Peripheral serum expression of the pro-inflammatory cytokine, TNF-α, was found to be negatively correlated with accuracy on the delayed memory component on the Rey Auditory Verbal Learning Test (RAVLT), in a study consisting of 54 medicated individuals diagnosed with euthymic (absence of a depressive or manic cycle) BD type I. Furthermore, the expression of two soluble TNF receptors (sTNFr1 and sTNFr2) was higher in euthymic BD individuals as compared to healthy controls. (42). It is noteworthy that BD patients and healthy individuals did not differ in terms of TNF-α levels. The authors concluded that this result may have been related to the fast degradation of TNF-α in peripheral tissues (42). Further, the elevated production of sTNF receptors may explain why cognitive deficits persist during the euthymic phase of BD (43, 44). Given that previous research shows that the production of sTNF receptors is catalyzed by TNF-α (45), it is however unclear why the levels of sTNF receptors did not correlate with cognitive performance in Doganavsargil Baysal et al.’s study (42).

At present, research regarding the relationship between inflammatory response and cognitive performance in BD is extremely limited. The above studies however provide preliminary evidence of the negative effects of pro-inflammatory and oxidative processes on high-order cognitive abilities such as memory, attention and executive functioning.

Neurotrophins and cognitive functioning

In one study, middle-aged euthymic BD patients were found to have higher peripheral BDNF expression than gender-matched healthy individuals. However, there was no significant correlation between BDNF expression and the Mini-Mental State Examination (MMSE) and Frontal Assessment Battery (FAB) scores (46). This negative finding may be due to the type of tests used to measure cognitive functioning. Indeed the MMSE and the FAB provide a short and generic assessment of age-related cognitive decline (e.g. in Alzheimer’s and fronto-temporal dementia) but are not sufficiently sensitive to detect mood-related cognitive changes (47, 48). Furthermore, since the participants of this study were relatively young (M±SD: 50.88±9.11 years), they likely exhibited a high level of accuracy on these tests.
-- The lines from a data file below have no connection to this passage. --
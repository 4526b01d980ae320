//! Configuration management for framepull.
//!
//! Credentials for the RTC engine plus harness defaults, stored as TOML in
//! the user's configuration directory. All values are static for the
//! lifetime of the process once loaded.

use std::fs;
use std::path::PathBuf;
use std::time::Duration;

use anyhow::{Context, Result};
use dirs::config_dir;
use serde::{Deserialize, Serialize};
use tracing::warn;

use crate::{APP_NAME, LogLevel, PullOptions};

/// Harness configuration.
///
/// The credential fields are consumed by the external RTC engine, not
/// interpreted by this code; they ship empty and are filled in by the
/// operator.
#[derive(Debug, Clone, Deserialize, Serialize)]
pub struct Config {
    /// RTC application id
    #[serde(default)]
    pub app_id: String,

    /// RTC join token
    #[serde(default)]
    pub token: String,

    /// Channel to join
    #[serde(default = "default_channel_id")]
    pub channel_id: String,

    /// Numeric user id
    #[serde(default = "default_user_id")]
    pub user_id: u32,

    /// App certificate for token generation
    #[serde(default)]
    pub certificate: String,

    /// Threshold for the async logger
    #[serde(default)]
    pub log_level: LogLevel,

    /// Where WAV captures land (system temp dir when unset)
    #[serde(default, skip_serializing_if = "Option::is_none")]
    pub output_dir: Option<PathBuf>,

    /// How long the harness binary pulls before stopping, in seconds.
    /// Unset means run until interrupted.
    #[serde(default, skip_serializing_if = "Option::is_none")]
    pub run_secs: Option<u64>,

    /// Default session parameters for the harness binary.
    /// Kept last so the TOML table serializes after the scalar fields.
    #[serde(default)]
    pub pull: PullOptions,
}

fn default_channel_id() -> String {
    "zzz100".to_string()
}

fn default_user_id() -> u32 {
    652_313
}

impl Default for Config {
    fn default() -> Self {
        Self {
            app_id: String::new(),
            token: String::new(),
            channel_id: default_channel_id(),
            user_id: default_user_id(),
            certificate: String::new(),
            log_level: LogLevel::default(),
            output_dir: None,
            run_secs: None,
            pull: PullOptions::default(),
        }
    }
}

impl Config {
    /// Whether the RTC credentials still need to be filled in by the
    /// operator.
    pub fn credentials_missing(&self) -> bool {
        self.app_id.is_empty()
    }

    /// Directory WAV captures are written to.
    pub fn output_dir(&self) -> PathBuf {
        self.output_dir
            .clone()
            .unwrap_or_else(std::env::temp_dir)
    }

    /// How long the harness binary should pull before stopping.
    pub fn run_duration(&self) -> Option<Duration> {
        self.run_secs.map(Duration::from_secs)
    }
}

/// Manages loading and saving configuration files.
pub struct ConfigManager {
    config_path: PathBuf,
}

impl ConfigManager {
    /// Creates a new ConfigManager with the default configuration directory.
    pub fn new() -> Result<Self> {
        let config_path = Self::default_config_path()?;
        Ok(Self { config_path })
    }

    /// Creates a new ConfigManager with a specified configuration directory.
    #[cfg(test)]
    pub fn with_config_dir<P: AsRef<std::path::Path>>(dir: P) -> Self {
        let config_path = dir.as_ref().join(format!("{}.toml", APP_NAME));
        Self { config_path }
    }

    /// Returns the default path to the configuration file.
    pub fn default_config_path() -> Result<PathBuf> {
        let config_dir = config_dir().context("Failed to retrieve configuration directory")?;
        Ok(config_dir.join(APP_NAME).join(format!("{}.toml", APP_NAME)))
    }

    /// Loads the configuration from the config file or returns default.
    pub fn load(&self) -> Result<Config> {
        let config = if self.config_path.exists() {
            let config_content = fs::read_to_string(&self.config_path)
                .with_context(|| format!("Failed to read config file at {:?}", self.config_path))?;

            toml::from_str(&config_content)
                .with_context(|| format!("Failed to parse config file at {:?}", self.config_path))?
        } else {
            Config::default()
        };

        // Default configs have no app id either, so this fires on first run
        // as well as on an unconfigured file.
        if config.credentials_missing() {
            warn!(
                "RTC app id is not set. The harness will run against the built-in \
                 tone engine only until it is configured."
            );
        }

        Ok(config)
    }

    /// Saves the configuration to the config file.
    pub fn save(&self, config: &Config) -> Result<()> {
        let config_dir = self
            .config_path
            .parent()
            .with_context(|| format!("Failed to get parent directory of {:?}", self.config_path))?;

        fs::create_dir_all(config_dir)
            .with_context(|| format!("Failed to create config directory at {:?}", config_dir))?;

        let serialized =
            toml::to_string_pretty(&config).context("Failed to serialize configuration")?;

        fs::write(&self.config_path, serialized)
            .with_context(|| format!("Failed to write config file at {:?}", self.config_path))?;

        Ok(())
    }

    /// Returns the path to the configuration file.
    pub fn config_path(&self) -> &std::path::Path {
        &self.config_path
    }
}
Dias et al. (2009) found that serum BDNF levels positively correlated with accuracy on a verbal fluency task in individuals diagnosed with BD. It is important to emphasize that, contrary to the findings of Barbosa et al., Dias et al. found no difference in BDNF expression between euthymic BD and healthy individuals, in peripheral blood samples (49). Participants in this study were medicated, which may have influenced BDNF expression and confounded results. In particular, valproate-treated participants had higher BDNF levels, and lithium-treated participants lower BDNF levels, when compared with non-medicated healthy volunteers (49). Additionally, this study involved individuals with euthymic BD. While previous research shows that BDNF expression can fluctuate during manic and depressive episodes (20, 50), previous research demonstrated that, during the euthymic phase of BD, BDNF expression is comparable to that of healthy volunteers (51).

Consistent with Dias et al.’s study (2009), Chou et al. did not find any difference in plasma BDNF expression between euthymic BD and healthy controls. Furthermore, in the clinical sample there was no significant correlation between BDNF expression and cognitive performance (52). Since the mean illness duration was shorter (6 years) than that in Dias et al.’s study (13 years) it could be hypothesized that illness duration counteracts the beneficial effects of BDNF on cognitive performance. In another study poor lithium responders were found to have lower BDNF levels compared to healthy controls. By contrast, excellent lithium responders (ELR) exhibited BDNF levels comparable to those of healthy controls, and performed better than non-ELR on all tasks of the Cambridge Neuropsychological Test Automated Battery (CANTAB), in particular the spatial working memory task (53). Thus, it could be hypothesized that high BDNF levels counteract the cognitive decline observed in BD.

Previous research has focused on the relationship between the genotype of BDNF and cognitive functioning. In particular, studies have associated the BDNF val66met polymorphism with BD symptomatology. In this BDNF gene variation the valine (val) allele is replaced by the methionine (met) allele at codon 66 (54). In the present review, we identified one study showing that met carriers diagnosed with BD have smaller hippocampi volumes and larger ventricles than val/val carriers. Moreover, met carriers were seen to encounter more difficulties in verbal fluency and working memory tasks than the val/val group (55).

Additionally, Rybakowski et al. found that individuals with a BDNF val66met polymorphism developed BD type 1 approximately 11 years earlier than val/val carriers and performed more poorly on a test of executive functioning (Wisconsin Card Sorting Test - WCST) (56). A few years later Rybakowski et al. found that the val/val genotype was associated with higher accuracy on the N-back and WCST tests when compared with val/met and met/met genotypes (57).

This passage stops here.